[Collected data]
▽

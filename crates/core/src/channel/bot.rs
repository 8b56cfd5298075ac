//! Bridge-managed browser reached over its own debugging port.
//!
//! The browser is found or launched lazily on first use. One browser-level
//! [`CdpSession`] carries every command; tabs are addressed through flattened
//! sessions from `Target.attachToTarget`, cached per target until the browser
//! reports the session detached.


use std::collections::HashMap;
use std::sync::Arc;
use std::time::Duration;

use async_trait::async_trait;
use bridge_protocol::{PageInfo, Tab};
use bridge_runtime::{BrowserProcess, CdpSession, LaunchOptions, launcher};
use parking_lot::Mutex;
use serde_json::{Value, json};
use tokio::task::JoinHandle;
use tracing::{debug, info};

use super::{BrowserChannel, Channel};
use crate::config::BotConfig;
use crate::error::{BridgeError, Result};

struct Connection {
	session: Arc<CdpSession>,
	detach_watcher: JoinHandle<()>,
}

impl Drop for Connection {
	fn drop(&mut self) {
		self.detach_watcher.abort();
	}
}

pub struct BotBrowser {
	options: LaunchOptions,
	command_timeout: Duration,
	connection: tokio::sync::Mutex<Option<Connection>>,
	/// target id -> flattened session id
	attached: Arc<Mutex<HashMap<String, String>>>,
	/// Held while attaching, so concurrent first commands share one session.
	attaching: tokio::sync::Mutex<()>,
	launched: Mutex<Option<BrowserProcess>>,
}

impl BotBrowser {
	pub fn new(options: LaunchOptions, command_timeout: Duration) -> Self {
		Self {
			options,
			command_timeout,
			connection: tokio::sync::Mutex::new(None),
			attached: Arc::new(Mutex::new(HashMap::new())),
			attaching: tokio::sync::Mutex::new(()),
			launched: Mutex::new(None),
		}
	}

	pub fn from_config(config: &BotConfig) -> Self {
		Self::new(config.launch_options(), config.command_timeout())
	}

	pub fn port(&self) -> u16 {
		self.options.port
	}

	/// Whether a browser answers on the debugging port. Never launches one.
	pub async fn is_running(&self) -> bool {
		launcher::fetch_version(self.options.port).await.is_ok()
	}

	pub fn attached_session(&self, target_id: &str) -> Option<String> {
		self.attached.lock().get(target_id).cloned()
	}

	/// Page targets from `/json/list`. Never launches a browser.
	pub async fn tabs(&self) -> Result<Vec<Tab>> {
		let targets = launcher::list_targets(self.options.port).await?;
		Ok(targets
			.into_iter()
			.filter(PageInfo::is_page)
			.map(|page| Tab {
				session_id: self.attached_session(&page.id),
				id: page.id,
				title: page.title,
				url: page.url,
			})
			.collect())
	}

	/// Starts the bot browser unless one is already running, optionally
	/// opening `url` in a new tab. Returns a human-readable summary.
	pub async fn launch(&self, headless: Option<bool>, url: Option<&str>) -> Result<String> {
		let port = self.options.port;
		let mut message = if self.is_running().await {
			match self.launched.lock().as_ref() {
				Some(process) if process.port == port => {
					format!("Bot browser already running on port {port} (pid {})", process.pid)
				}
				_ => format!("Bot browser already running on port {port}"),
			}
		} else {
			let mut options = self.options.clone();
			if let Some(headless) = headless {
				options.headless = headless;
			}
			let process = launcher::launch_browser(&options).await?;
			let message = format!("Bot browser launched on port {port} (pid {})", process.pid);
			*self.launched.lock() = Some(process);
			message
		};

		if let Some(url) = url {
			let tab_id = self.open_tab(url).await?;
			message.push_str(&format!(", opened {url} in tab {tab_id}"));
		}
		Ok(message)
	}

	pub async fn open_tab(&self, url: &str) -> Result<String> {
		let result = self.send_to_browser("Target.createTarget", json!({ "url": url })).await?;
		result["targetId"]
			.as_str()
			.map(str::to_owned)
			.ok_or_else(|| BridgeError::UpstreamProtocol("Target.createTarget returned no targetId".into()))
	}

	/// Browser-level session, connecting (and launching) on first use or after
	/// the previous socket closed.
	async fn session(&self) -> Result<Arc<CdpSession>> {
		let mut connection = self.connection.lock().await;
		if let Some(conn) = connection.as_ref() {
			if !conn.session.is_closed() {
				return Ok(Arc::clone(&conn.session));
			}
		}

		self.attached.lock().clear();
		let (version, process) = launcher::ensure_browser(&self.options).await?;
		if let Some(process) = process {
			info!(target = "bridge.bot", pid = process.pid, port = process.port, "bot browser launched");
			*self.launched.lock() = Some(process);
		}

		let session =
			Arc::new(CdpSession::connect_with_timeout(&version.web_socket_debugger_url, self.command_timeout).await?);
		let detach_watcher = self.watch_detaches(&session);
		debug!(target = "bridge.bot", url = %version.web_socket_debugger_url, "bot session connected");

		*connection = Some(Connection {
			session: Arc::clone(&session),
			detach_watcher,
		});
		Ok(session)
	}

	fn watch_detaches(&self, session: &CdpSession) -> JoinHandle<()> {
		let mut detached = session.subscribe("Target.detachedFromTarget");
		let attached = Arc::clone(&self.attached);
		tokio::spawn(async move {
			while let Some(event) = detached.recv().await {
				let Some(session_id) = event.params["sessionId"].as_str() else {
					continue;
				};
				attached.lock().retain(|_, sid| sid != session_id);
				debug!(target = "bridge.bot", session_id, "tab session detached");
			}
		})
	}

	/// Flattened session for `target_id`, attaching on first use.
	async fn attach(&self, session: &CdpSession, target_id: &str) -> Result<String> {
		if let Some(session_id) = self.attached_session(target_id) {
			return Ok(session_id);
		}
		let _attaching = self.attaching.lock().await;
		if let Some(session_id) = self.attached_session(target_id) {
			return Ok(session_id);
		}

		let result = session
			.call("Target.attachToTarget", json!({ "targetId": target_id, "flatten": true }), None)
			.await?;
		let session_id = result["sessionId"]
			.as_str()
			.ok_or_else(|| BridgeError::UpstreamProtocol("Target.attachToTarget returned no sessionId".into()))?
			.to_string();
		session.call("Page.enable", json!({}), Some(&session_id)).await?;

		debug!(target = "bridge.bot", target_id, session_id = %session_id, "attached to tab");
		self.attached.lock().insert(target_id.to_string(), session_id.clone());
		Ok(session_id)
	}
}

#[async_trait]
impl BrowserChannel for BotBrowser {
	fn kind(&self) -> Channel {
		Channel::Bot
	}

	async fn list_tabs(&self) -> Result<Vec<Tab>> {
		self.session().await?;
		self.tabs().await
	}

	async fn send_to_tab(&self, tab_id: &str, method: &str, params: Value) -> Result<Value> {
		let session = self.session().await?;
		let session_id = self.attach(&session, tab_id).await?;
		match session.call(method, params, Some(&session_id)).await {
			Ok(value) => Ok(value),
			Err(err) => {
				let err = BridgeError::from(err);
				if matches!(err, BridgeError::TargetNotFound(_)) {
					self.attached.lock().remove(tab_id);
				}
				Err(err)
			}
		}
	}

	async fn send_to_browser(&self, method: &str, params: Value) -> Result<Value> {
		let session = self.session().await?;
		Ok(session.call(method, params, None).await?)
	}
}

△

Exercise brief: Only the lines containing the string "message" are needed; pull them out of the records.

Solution below:
		let mut message = if self.is_running().await {
			let message = format!("Bot browser launched on port {port} (pid {})", process.pid);
			message
			message.push_str(&format!(", opened {url} in tab {tab_id}"));
		Ok(message)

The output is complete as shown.